Well I called them and their department manager said there was one floating around but she couldn't find it and the stock manager was refusing to help her. LOL! WHAT? She told me to call the store manager or the REGIONAL MANAGER(AGAIN WHAT?) and complain and I would get the tv probably at a discount since the stock people were being uncooperative. So I hung up and called the number for the store mgr. She was very nice, apologized, and said she would call me back. About an hour later, she called and apologized and said she thought the unit was lost due to internal theft, but she would hold one and take 10% off when it came back in. YIPPEE! Even cheaper.

Well last night, I am in the basement working on some cutting some drywall and the department manager from store#2 calls and says she found the missing tv, it was on a shelf, someone put 2 displays out. She said that her regional manager offered his apologies and if i wanted a display model he would give it to me for $177 plus throw in an RCA Universal remote because they couldn't find the original.

All told, I got a 27" HDTV, Universal remote, the original remote(it was tucked inside the manual bag), and 1 year of warranty through Wal-Mart or RCA, for less then $200. I took it home last night and it is a really nice set. Nothing fantastic, no real bells and whistles, but it looks great hooked up through svideo to a DirecTivo. I wish I had a DirecTV HD receiver as then I could really give it its kudos, the HD cable box looked very impressive on it. So for a bargain , never forget about Wally World.


----------



## Jacob S (Apr 14, 2002)

You got a GREAT deal and lucked out. Congratulations. RCA's have had some reliability issues with them for a while.
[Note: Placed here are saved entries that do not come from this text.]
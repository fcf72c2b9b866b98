use std::{collections::HashMap, sync::Arc};

use axum::{
    body::Body,
    extract::State,
    http::{header, Request, StatusCode},
    routing::post,
    Form, Router,
};
use roomlink::{
    auth,
    client::{HttpRendezvous, Rendezvous},
    config::Config,
    ids::{PeerAddress, SubjectId},
    rooms,
    session::{self, SessionUser},
    store::RoomStore,
    AppResult, AppState,
};
use serde_json::{json, Value};
use tower::ServiceExt;

async fn test_login(
    State(config): State<Arc<Config>>,
    session: tower_sessions::Session,
    Form(fields): Form<HashMap<String, String>>,
) -> AppResult<()> {
    let id = fields.get("id").cloned().unwrap_or_default();
    let user = SessionUser {
        id: SubjectId::new("google", &id),
        name: format!("user {id}"),
        email: format!("{id}@example.com"),
        image: String::new(),
    };
    session::sign_in(&session, &config.user_field, user).await
}

async fn state() -> AppState {
    AppState {
        store: RoomStore::connect("sqlite::memory:").await.unwrap(),
        clients: auth::Clients::default(),
        config: Arc::new(Config::default()),
    }
}

fn router(state: AppState) -> Router {
    let sessions = roomlink::session_layer(&state.config);
    Router::new()
        .merge(auth::router())
        .nest("/api/room", rooms::router())
        .route("/test/login", post(test_login))
        .with_state(state)
        .layer(sessions)
}

fn form(uri: &str, cookie: Option<&str>, body: &str) -> Request<Body> {
    let mut request = Request::post(uri).header(header::CONTENT_TYPE, "application/x-www-form-urlencoded");
    if let Some(cookie) = cookie {
        request = request.header(header::COOKIE, cookie);
    }
    request.body(Body::from(body.to_owned())).unwrap()
}

fn get(uri: &str, cookie: Option<&str>) -> Request<Body> {
    let mut request = Request::get(uri);
    if let Some(cookie) = cookie {
        request = request.header(header::COOKIE, cookie);
    }
    request.body(Body::empty()).unwrap()
}

async fn call(app: &Router, request: Request<Body>) -> Value {
    let response = app.clone().oneshot(request).await.unwrap();
    assert_eq!(response.status(), StatusCode::OK);
    let bytes = axum::body::to_bytes(response.into_body(), usize::MAX).await.unwrap();
    serde_json::from_slice(&bytes).unwrap()
}

async fn login(app: &Router, id: &str) -> String {
    let response = app
        .clone()
        .oneshot(form("/test/login", None, &format!("id={id}")))
        .await
        .unwrap();
    assert_eq!(response.status(), StatusCode::OK);
    let set_cookie = response.headers()[header::SET_COOKIE].to_str().unwrap();
    set_cookie.split(';').next().unwrap().to_owned()
}

#[tokio::test]
async fn anonymous_callers_get_null_codes() {
    let app = router(state().await);

    assert_eq!(call(&app, get("/api/room/create", None)).await, json!({ "code": null }));
    assert_eq!(
        call(&app, get("/api/room/exist?code=ab1-cd23-ef4", None)).await,
        json!({ "code": null })
    );
    assert_eq!(
        call(&app, form("/api/room/join", None, "code=ab1-cd23-ef4&peer=p")).await,
        json!({ "code": null, "participants": null })
    );
    assert_eq!(call(&app, form("/api/room/leave", None, "code=ab1-cd23-ef4")).await, json!({}));
}

#[tokio::test]
async fn malformed_and_unknown_codes_look_the_same() {
    let app = router(state().await);
    let alice = login(&app, "1").await;

    let malformed = call(&app, form("/api/room/exist", Some(&alice), "code=NOT-A-CODE")).await;
    let unknown = call(&app, form("/api/room/exist", Some(&alice), "code=zzz-zzzz-zzz")).await;
    assert_eq!(malformed, json!({ "code": null }));
    assert_eq!(malformed, unknown);
}

#[tokio::test]
async fn two_people_meet_and_one_leaves() {
    let app = router(state().await);
    let alice = login(&app, "1").await;
    let bob = login(&app, "2").await;

    let created = call(&app, get("/api/room/create", Some(&alice))).await;
    let code = created["code"].as_str().unwrap().to_owned();
    assert_eq!(code.len(), 12);

    let exists = call(
        &app,
        form("/api/room/exist", Some(&bob), &format!("code=http%3A%2F%2Fhost%2F{code}")),
    )
    .await;
    assert_eq!(exists["code"], code.as_str());

    call(&app, form("/api/room/join", Some(&alice), &format!("code={code}&peer=peer-a"))).await;
    let joined = call(&app, form("/api/room/join", Some(&bob), &format!("code={code}&peer=peer-b"))).await;
    assert_eq!(joined["code"], code.as_str());
    assert_eq!(joined["participants"], json!({ "google:1": "peer-a", "google:2": "peer-b" }));

    // leaving twice is the same as leaving once
    for _ in 0..2 {
        let left = call(&app, form("/api/room/leave", Some(&alice), &format!("code={code}"))).await;
        assert_eq!(left, json!({}));
    }

    let fetched = call(&app, form("/api/room/fetch", Some(&bob), &format!("code={code}"))).await;
    assert_eq!(fetched["participants"], json!({ "google:2": "peer-b" }));
    assert_eq!(fetched["changed"], true);

    let again = call(&app, form("/api/room/fetch", Some(&bob), &format!("code={code}"))).await;
    assert_eq!(again["changed"], false);
}

#[tokio::test]
async fn http_client_drives_a_live_server() {
    let app = router(state().await);
    let listener = tokio::net::TcpListener::bind("127.0.0.1:0").await.unwrap();
    let base = format!("http://{}", listener.local_addr().unwrap());
    tokio::spawn(async move { axum::serve(listener, app).await.unwrap() });

    let response = reqwest::Client::new()
        .post(format!("{base}/test/login"))
        .form(&[("id", "7")])
        .send()
        .await
        .unwrap();
    let cookie = response.headers()[reqwest::header::SET_COOKIE]
        .to_str()
        .unwrap()
        .split(';')
        .next()
        .unwrap()
        .to_owned();

    let mut client = HttpRendezvous::new(&base).with_cookie(cookie);
    let me = client.me().await.unwrap().unwrap();
    assert_eq!(me.id, SubjectId::new("google", 7));

    let code = client.create().await.unwrap().unwrap();
    assert_eq!(client.exists(&format!("{base}/{code}")).await.unwrap(), Some(code.clone()));

    let participants = client.join(&code, &PeerAddress::new("peer-7")).await.unwrap().unwrap();
    assert_eq!(participants.get(&me.id), Some(&PeerAddress::new("peer-7")));

    let fetched = client.fetch(&code).await.unwrap().unwrap();
    assert!(fetched.changed);
    assert_eq!(fetched.participants, participants);

    client.leave(&code).await.unwrap();
    client.leave(&code).await.unwrap();
    assert!(client.fetch(&code).await.unwrap().unwrap().participants.is_empty());

    let anonymous = HttpRendezvous::new(&base);
    assert_eq!(anonymous.create().await.unwrap(), None);
}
Lets hope that they have improved with their HD television line.


----------



## lazaruspup (Mar 18, 2005)

I played with it until about 1:30 this morning with some video games and the HD cable box, and D*; it seemed to be pretty good. It came with 1 year parts and labor so I'm hoping I don't have to use it. It's an Indiana product, so there are lots of repair shops should it die.


----------



## Nick (Apr 23, 2002)

Great deal! Reminds me of when I got an icemaker water filter system @ Sears for $1.97, and a new 18.0v Craftsman cordless drill for $20. 

It pays to look around.


----------



## Neil Derryberry (Mar 23, 2002)

I got my 30" sanyo widescreen HDTV at wal-mart.. I think I paid less than $700 for it, and HD doesn't look bad at all!


----------



## BobMurdoch (Apr 24, 2002)

Hey, even if it does have longevity "issues" it was still a great steal. Use it in good health.


----------



## lazaruspup (Mar 18, 2005)

Neil Derryberry said:


> I got my 30" sanyo widescreen HDTV at wal-mart.. I think I paid less than $700 for it, and HD doesn't look bad at all!


They actually had one of those on clearance there for $447, but it was too big for the stand I wanted to put it on. Btw, did you know that Wal-Mart has a 1 year replacement warranty directly through them for Sanyo products. You take back to the store and if they don't have the exact item, they will give you a credit of what you paid towards another item.


----------



## TheRatPatrol (Oct 1, 2003)

Just curious, is this a 4:3 or 16:9 tv?


----------



## dfergie (Feb 28, 2003)

I saw one at my local Wally World , it was 4:3 ...that one probably is...


----------